草丈の目安は、1回目は草丈約15cm、2回目は草丈約30cm、3回目はその1か月後です。夏までに合計3回、株元に行いましょう。プランターの場合は1株につき約5g、地植えの場合は約30g、追肥します。
【土寄せ】
追肥と併せて、株元に土を寄せ集めて「土寄せ」を行います。追肥後、肥料の上から土をかけ、土を株元に寄せて肥料が流れ出るのを防ぎます。
【マルチング・遮光】
生姜は乾燥に弱いため、梅雨明けから稲ワラや刈草で株元を覆い、乾燥を防ぎます。また、適度な日陰を作るため、真夏の日差しが強い日は遮光ネットをかけてあげましょう。
【防風】
生姜は草丈が高くなるため、強風で折れやすくなります。そこから菌が入り込み、生育が止まってしまうことも。マンションのベランダなど、強風に晒されやすい環境で育てる場合は防風ネットを張ると良いでしょう。
ステップ5.収穫
生姜は収穫時期により、「葉生姜」「新生姜」「ひね生姜」の3種類を楽しむことができます。1番早い時期に取れる葉生姜から順に見ていきましょう。
なお、種類別の特徴や味の違いについては、こちらの記事で詳しく解説をしていますので、本記事と併せて参考にしてみてください。
7月〜8月ごろが最適な収穫時期です。葉が5~6枚ついて根が肥大し始めた頃に収穫します。
9月〜10月が収穫時期です。ちなみに、新生姜といえば初夏に出回るイメージがありますが、これはハウス栽培によるもの。露地栽培だと秋口に収穫となります。
10月〜11月が収穫時期となり、霜が降りる前に収穫する必要があります。
葉が黄色くなり始めた頃を目安に、十分に根が肥大してから収穫します。株元から20㎝ほど離れた位置にスコップを入れ根の下から株ごと持ちあげて収穫しましょう。
収穫したものを2〜3ヶ月貯蔵することで、スーパーでよく見かける黄色い生姜となります。
生姜の栽培方法で注意すべきことは?
生姜の収穫時期を過ぎないこと
生姜は寒さに弱く、10℃以下になり霜が降りると根茎が腐ってしまいます。冬が来る前に必ず収穫しましょう。
この時期をさらに逃すと、なんと花を咲かせるのだとか。通常、寒くなる前に収穫するため、花を見たことがあるという農家さんは少ないそうです。
ちなみに、「ジンジャー」という名前の花がありますが、こちらとは別物です。せっかく育てた生姜ですから、適切な時期に収穫して保存しておきたいものですね。
生姜の保存方法については、以下の記事で詳しく解説をしています!
連作を避けること
生姜は連作障害を避けるために、同じ場所(プランターであれば同じ土)での栽培間隔を1〜2年あけるようにしましょう。

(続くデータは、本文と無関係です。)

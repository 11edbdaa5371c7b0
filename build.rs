use std::time::{SystemTime, UNIX_EPOCH};

fn main() {
    // Build marker logged at startup, to tell which binary is actually running.
    let build_id = SystemTime::now()
        .duration_since(UNIX_EPOCH)
        .map(|d| d.as_secs().to_string())
        .unwrap_or_else(|_| "dev".to_string());
    println!("cargo:rustc-env=ACTIVITIES_BUILD_ID={}", build_id);
}
use std::collections::HashSet;
use std::fs;
use std::path::Path;

use crate::errors::StartupError;
use crate::models::{Activity, ActivityMap};

pub fn default_activities() -> ActivityMap {
    let seed = [
        (
            "Chess Club",
            Activity::new(
                "Learn strategies and compete in chess tournaments",
                "Fridays, 3:30 PM - 5:00 PM",
                12,
                &["michael@mergington.edu", "daniel@mergington.edu"],
            ),
        ),
        (
            "Programming Class",
            Activity::new(
                "Learn programming fundamentals and build software projects",
                "Tuesdays and Thursdays, 3:30 PM - 4:30 PM",
                20,
                &["emma@mergington.edu", "sophia@mergington.edu"],
            ),
        ),
        (
            "Gym Class",
            Activity::new(
                "Physical education and sports activities",
                "Mondays, Wednesdays, Fridays, 2:00 PM - 3:00 PM",
                30,
                &["john@mergington.edu", "olivia@mergington.edu"],
            ),
        ),
        (
            "Basketball Team",
            Activity::new(
                "Practice drills and compete in inter-school basketball games",
                "Mondays and Wednesdays, 4:00 PM - 6:00 PM",
                15,
                &["james@mergington.edu"],
            ),
        ),
        (
            "Tennis Club",
            Activity::new(
                "Improve your serve and play friendly matches",
                "Tuesdays and Thursdays, 4:00 PM - 5:30 PM",
                10,
                &["lucas@mergington.edu"],
            ),
        ),
        (
            "Art Club",
            Activity::new(
                "Explore painting, drawing and sculpture",
                "Wednesdays, 3:30 PM - 5:00 PM",
                18,
                &["ava@mergington.edu"],
            ),
        ),
        (
            "Drama Club",
            Activity::new(
                "Act, direct and stage school theater productions",
                "Thursdays, 3:30 PM - 5:30 PM",
                25,
                &["mia@mergington.edu", "noah@mergington.edu"],
            ),
        ),
        (
            "Math Olympiad",
            Activity::new(
                "Solve challenging problems and prepare for math competitions",
                "Fridays, 2:00 PM - 3:30 PM",
                16,
                &["liam@mergington.edu"],
            ),
        ),
        (
            "Science Club",
            Activity::new(
                "Run hands-on experiments and explore scientific ideas",
                "Mondays, 3:30 PM - 4:30 PM",
                20,
                &["isabella@mergington.edu"],
            ),
        ),
    ];

    seed.into_iter()
        .map(|(name, activity)| (name.to_string(), activity))
        .collect()
}

/// Reads a seed file shaped like the `GET /activities` response.
pub fn load_seed_file(path: &Path) -> Result<ActivityMap, StartupError> {
    let raw = fs::read_to_string(path).map_err(|source| StartupError::SeedRead {
        path: path.to_path_buf(),
        source,
    })?;
    let activities: ActivityMap =
        serde_json::from_str(&raw).map_err(|source| StartupError::SeedParse {
            path: path.to_path_buf(),
            source,
        })?;
    validate_seed(&activities)?;
    Ok(activities)
}

pub fn validate_seed(activities: &ActivityMap) -> Result<(), StartupError> {
    for (name, activity) in activities {
        let invalid = |reason: &str| StartupError::InvalidSeed {
            activity: name.clone(),
            reason: reason.to_string(),
        };

        if activity.max_participants == 0 {
            return Err(invalid("max_participants must be positive"));
        }
        if activity.participants.len() > activity.max_participants as usize {
            return Err(invalid("more participants than max_participants"));
        }
        let mut seen = HashSet::new();
        if !activity.participants.iter().all(|p| seen.insert(p.as_str())) {
            return Err(invalid("duplicate participant email"));
        }
    }
    Ok(())
}
use std::path::Path;

use axum::{
    response::Redirect,
    routing::{delete, get, get_service, post},
    Router,
};
use http::header::{HeaderValue, CACHE_CONTROL};
use tower_http::catch_panic::CatchPanicLayer;
use tower_http::services::ServeDir;
use tower_http::set_header::SetResponseHeaderLayer;

use crate::database::ActivityStore;
use crate::web::routes::activities;

pub const INDEX_PATH: &str = "/static/index.html";

pub fn build_router(store: ActivityStore, static_dir: &Path) -> Router {
    Router::new()
        .route("/", get(|| async { Redirect::temporary(INDEX_PATH) }))
        .route("/activities", get(activities::list_activities_handler))
        .route(
            "/activities/:activity_name/signup",
            post(activities::signup_handler),
        )
        .route(
            "/activities/:activity_name/unregister",
            delete(activities::unregister_handler),
        )
        .nest_service("/static", get_service(ServeDir::new(static_dir)))
        .layer(SetResponseHeaderLayer::if_not_present(
            CACHE_CONTROL,
            HeaderValue::from_static("no-store"),
        ))
        .layer(CatchPanicLayer::new())
        .with_state(store)
}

連作障害とは、同じ場所で同じ作物を毎年栽培することで、野菜に害を及ぼす病原菌や有害線虫が増えたり、土壌の養分が不足したりして収穫量が落ちる事を言います。
生姜に起こる連作障害は主に次の2つが挙げられます。
・生姜が地中で腐ってしまう
・葉に白い斑点が付き、葉からの養分が行き届きにくくなる
生姜以外にも、ミョウガやウコンなどショウガ科の作物は全て避けるのが無難です。また、じゃがいもとの相性が悪いため、連作を避けるだけでなく、近くで栽培するのも控えましょう。
病気への対策をすること
どんな作物でも病気はつきものですが、できれば避けておきたいものです。生姜に発生する主な病気と、その対策方法をご紹介します。
【モザイク病】
生姜の葉にモザイク模様ができる病気で、初夏や秋口に発生します。アブラムシによってウイルスが運び込まれることが原因で、放っておくと株にまで影響が出てしまいます。
残念ながら治療薬がないため、かかってしまう前に対策が必要になります。防風ネットやマルチシートをかぶせ、アブラムシや菌の飛来を防ぎましょう。また、アブラムシを見つけた場合は早急に駆除しましょう。
【根茎腐敗病】
生姜の株元に水染みが出来て枯れ始める病気です。4月〜8月に発生します。原因はカビで、進行すると葉が黄色くなります。
同じ病気を持つ種生姜から発病するため、種生姜選びの段階で注意が必要です。購入の際は「種生姜の準備」にて記載したポイントをよく確認しましょう。
まとめ:生姜の栽培方法と収穫時期
いかがでしたか?
生姜はご家庭で栽培すれば、好きな時期に収穫して楽しむことができます。少し手間はかかりますが、その分愛着が湧くことでしょう。
この春は種生姜を手に入れ、初夏から秋にかけて様々な生姜を楽しみましょう!